— Только. И ты это знаешь.
— Я ничего не знаю.
— Ты пошла и рассказала родителям девочки, что они спят вместе. Твоя подруга и этот Саша. Мама подруги хотела писать заявление в полицию. Она отправила дочь по врачам. Был скандал.
— Возможно. Я не помню.
— А еще ты сказала, что он к тебе приставал, и его отправили к психологу, а потом перевели в другую школу, потому что его стали дразнить извращенцем. Родители запрещали своим детям с ним общаться.
— Не помню.
— Зачем ты это сделала?
— Откуда ты все это знаешь?
Бутерброд в рот не лез, майонез запросился из желудка.
— Ничего сложного. Надо задавать вопросы нужным людям.
— Костылькову?
— Я взял его телефон, когда вернулся в кафе заплатить за мороженое. Он, правда, не во всем разобрался, но в общих чертах рассказал. Говорил, что провел собственное расследование. Они тоже были неправы со своей травлей.
Что-то такое вспоминалось, но уже смутно. Ну, конечно! Она не просто так упала с лестницы. Ее столкнули. Лучшая подруга Дронова. Списали все на несчастную любовь. Про Алку она никому не сказала. Незачем было. Да и некому. Она осталась одна. Все лето болела голова. Нестерпимо. И еще эта жара. От боли Эля кричала и плакала. Мать хотела положить ее в больницу, но потом все прошло. К осени. К холодам. Решили, год поучится дома. И она училась, постепенно забывая все, что предшествовало этому жаркому лету. Тогда же пришла легенда, что ее нельзя волновать. Как там сказала Машка? Ее уронили с двадцать второго этажа? Очень похоже.

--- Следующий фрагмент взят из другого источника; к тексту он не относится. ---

//! CLI implementation of NameProvider for interactive recovery

use std::io::{self, BufRead, Write};

use bitskew_core::NameProvider;

/// Prompts for the recovered file's name on stdin.
///
/// Empty input cancels the write instead of falling back to the
/// suggestion.
pub struct CliNamePrompter;

impl NameProvider for CliNamePrompter {
    fn output_name(&self, suggested: &str) -> Option<String> {
        print!("Output file name (empty cancels, e.g. {suggested}): ");
        io::stdout().flush().ok();

        let stdin = io::stdin();
        let mut line = String::new();
        if stdin.lock().read_line(&mut line).is_err() {
            return None;
        }

        let trimmed = line.trim();
        if trimmed.is_empty() {
            None
        } else {
            Some(trimmed.to_string())
        }
    }
}
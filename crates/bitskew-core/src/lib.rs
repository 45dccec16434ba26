//! # bitskew-core
//!
//! Core library for the bitskew variation search.
//!
//! This crate provides:
//! - Bit imbalance scoring over byte buffers
//! - Reversible XOR window transforms
//! - Exhaustive (offset, key) search with write-through persistence
//! - Self-describing artifact names and their reversal

pub mod artifact;
pub mod cancel;
pub mod error;
pub mod score;
pub mod search;
pub mod storage;
pub mod transform;

pub use artifact::{ArtifactName, RecoveredVariant, revert_artifact};
pub use cancel::StopSignal;
pub use error::{Error, Result};
pub use score::{BitCounts, count_bits};
pub use search::{Improvement, SearchPlan, SearchSummary, VariantSink, VariationSearch};
pub use storage::{
    DerivedNameProvider, NameProvider, VariantStore, input_stem, read_input, write_recovered,
};
pub use transform::{read_window, xor_window, xor_window_in_place};
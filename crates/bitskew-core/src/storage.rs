//! Variant persistence and input loading.

use std::fs;
use std::path::{Path, PathBuf};

use tracing::debug;

use crate::artifact::ArtifactName;
use crate::error::{Error, Result};
use crate::search::{Improvement, VariantSink};

/// Read an input file fully into memory.
///
/// A path that does not reference an existing file is reported as
/// [`Error::InputNotFound`] before anything is written.
pub fn read_input(path: &Path) -> Result<Vec<u8>> {
    if !path.is_file() {
        return Err(Error::InputNotFound(path.to_path_buf()));
    }
    Ok(fs::read(path)?)
}

/// File stem used as the artifact name prefix.
pub fn input_stem(path: &Path) -> String {
    path.file_stem()
        .and_then(|s| s.to_str())
        .unwrap_or("input")
        .to_string()
}

/// Directory-backed artifact store.
///
/// Artifacts land in `{output_dir}/{stem}_best_variation/`, one file per
/// improvement. Later improvements supersede earlier ones but earlier
/// files are kept.
pub struct VariantStore {
    dir: PathBuf,
    stem: String,
    width: usize,
    written: Vec<PathBuf>,
}

impl VariantStore {
    /// Create the store directory, refusing to shadow an existing file.
    pub fn create(output_dir: &Path, stem: &str, width: usize) -> Result<Self> {
        let dir = output_dir.join(format!("{stem}_best_variation"));
        if dir.exists() && !dir.is_dir() {
            return Err(Error::OutputPathConflict(dir));
        }
        fs::create_dir_all(&dir)?;
        debug!("Variant store ready: {}", dir.display());
        Ok(Self {
            dir,
            stem: stem.to_string(),
            width,
            written: Vec::new(),
        })
    }

    pub fn dir(&self) -> &Path {
        &self.dir
    }

    /// Paths written so far, in emission order.
    pub fn written(&self) -> &[PathBuf] {
        &self.written
    }

    /// Path an improvement is stored at.
    pub fn path_for(&self, improvement: &Improvement) -> Result<PathBuf> {
        let name = ArtifactName::new(
            &self.stem,
            improvement.offset,
            self.width,
            improvement.key,
            improvement.score,
        )?;
        Ok(self.dir.join(name.file_name()))
    }
}

impl VariantSink for VariantStore {
    fn persist(&mut self, improvement: &Improvement, data: &[u8]) -> Result<()> {
        let path = self.path_for(improvement)?;
        fs::write(&path, data)?;
        debug!("Variation saved: {} ({} bytes)", path.display(), data.len());
        self.written.push(path);
        Ok(())
    }
}

/// Supplies the output file name for a recovered original.
///
/// Keeps interactive prompting out of the core: callers that want to ask
/// the user implement this against stdin, everything else uses
/// [`DerivedNameProvider`]. Returning `None` cancels the write.
pub trait NameProvider {
    fn output_name(&self, suggested: &str) -> Option<String>;
}

/// Non-interactive provider that accepts the suggested name as-is.
#[derive(Debug, Default)]
pub struct DerivedNameProvider;

impl NameProvider for DerivedNameProvider {
    fn output_name(&self, suggested: &str) -> Option<String> {
        Some(suggested.to_string())
    }
}

/// Write a recovered original under `output_dir`, asking `names` for the
/// final file name.
///
/// Returns the written path, or `None` when the provider cancels; nothing
/// is created on cancellation.
pub fn write_recovered(
    output_dir: &Path,
    suggested: &str,
    names: &dyn NameProvider,
    data: &[u8],
) -> Result<Option<PathBuf>> {
    if output_dir.exists() && !output_dir.is_dir() {
        return Err(Error::OutputPathConflict(output_dir.to_path_buf()));
    }
    let Some(file_name) = names.output_name(suggested) else {
        return Ok(None);
    };
    fs::create_dir_all(output_dir)?;
    let path = output_dir.join(file_name);
    fs::write(&path, data)?;
    debug!("Recovered file saved: {}", path.display());
    Ok(Some(path))
}
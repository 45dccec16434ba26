//! Bit imbalance scoring.

use serde::Serialize;

/// Zero/one bit totals for a byte buffer.
#[derive(Debug, Clone, Copy, PartialEq, Eq, Serialize)]
pub struct BitCounts {
    pub zeros: u64,
    pub ones: u64,
}

impl BitCounts {
    /// Absolute difference between zero and one bits.
    ///
    /// This is the search's optimization objective: 0 for a perfectly
    /// balanced buffer, `8 * len` when every bit is equal.
    pub fn imbalance(&self) -> u64 {
        self.zeros.abs_diff(self.ones)
    }
}

/// Count zero and one bits over an entire buffer.
///
/// The empty buffer yields `(0, 0)`.
pub fn count_bits(data: &[u8]) -> BitCounts {
    let ones: u64 = data.iter().map(|b| u64::from(b.count_ones())).sum();
    BitCounts {
        zeros: data.len() as u64 * 8 - ones,
        ones,
    }
}

#[cfg(test)]
mod tests {
    use super::*;

    #[test]
    fn test_count_bits_empty() {
        assert_eq!(count_bits(&[]), BitCounts { zeros: 0, ones: 0 });
    }

    #[test]
    fn test_count_bits_balanced() {
        let counts = count_bits(&[0xF0, 0x0F]);
        assert_eq!(counts.ones, 8);
        assert_eq!(counts.zeros, 8);
        assert_eq!(counts.imbalance(), 0);
    }

    #[test]
    fn test_imbalance_peaks_when_all_bits_equal() {
        assert_eq!(count_bits(&[0x00; 4]).imbalance(), 32);
        assert_eq!(count_bits(&[0xFF; 4]).imbalance(), 32);
    }

    #[test]
    fn test_imbalance_stays_within_bit_total() {
        let counts = count_bits(&[0xA5, 0x3C, 0x01]);
        assert_eq!(counts.ones, 9);
        assert_eq!(counts.zeros, 15);
        assert!(counts.imbalance() <= 24);
    }
}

Эля стала пить чай. Кипяток. Обжигалась. Боль сдавливала горло, свинцом падала в желудок. Алька выбил из рук чашку. Ее любимую чашку с цветами: розами, нарциссами, астрами. Кипяток плеснулся на пол, пошел пар. Ручка откололась. Чашка жалобно покачивалась, тыкаясь обрубком в лужицу. Эля плакала. От боли, от того, что все вспомнила, от того, что вернулась былая тяжесть.
Жар из желудка растекся по венам. Как же больно! Она так и видела себя маленькой, всеми забытой девочкой, что корчится на кровати в смятых простынях. Боль и жаркое лето — все это соединилось у нее в одну ненависть, и к тому, и к другому.
Овсянкин притянул ее к себе и поцеловал. Как тогда, на чердаке. И как тогда все завертелось, запульсировало, стало неважным, ненужным, глупым. Алька целовал ее сильно, уверенно, и Эля податливо плыла к нему навстречу, пока он сам не оттолкнулся, давая возможность вдохнуть.
— Ты очень красивая и добрая, но я не люблю мазохистов, — неожиданно весело сказал он.
Она всхлипнула, уткнувшись ему в плечо. Слезы впитывались в футболку. Наверное, ему было мокро.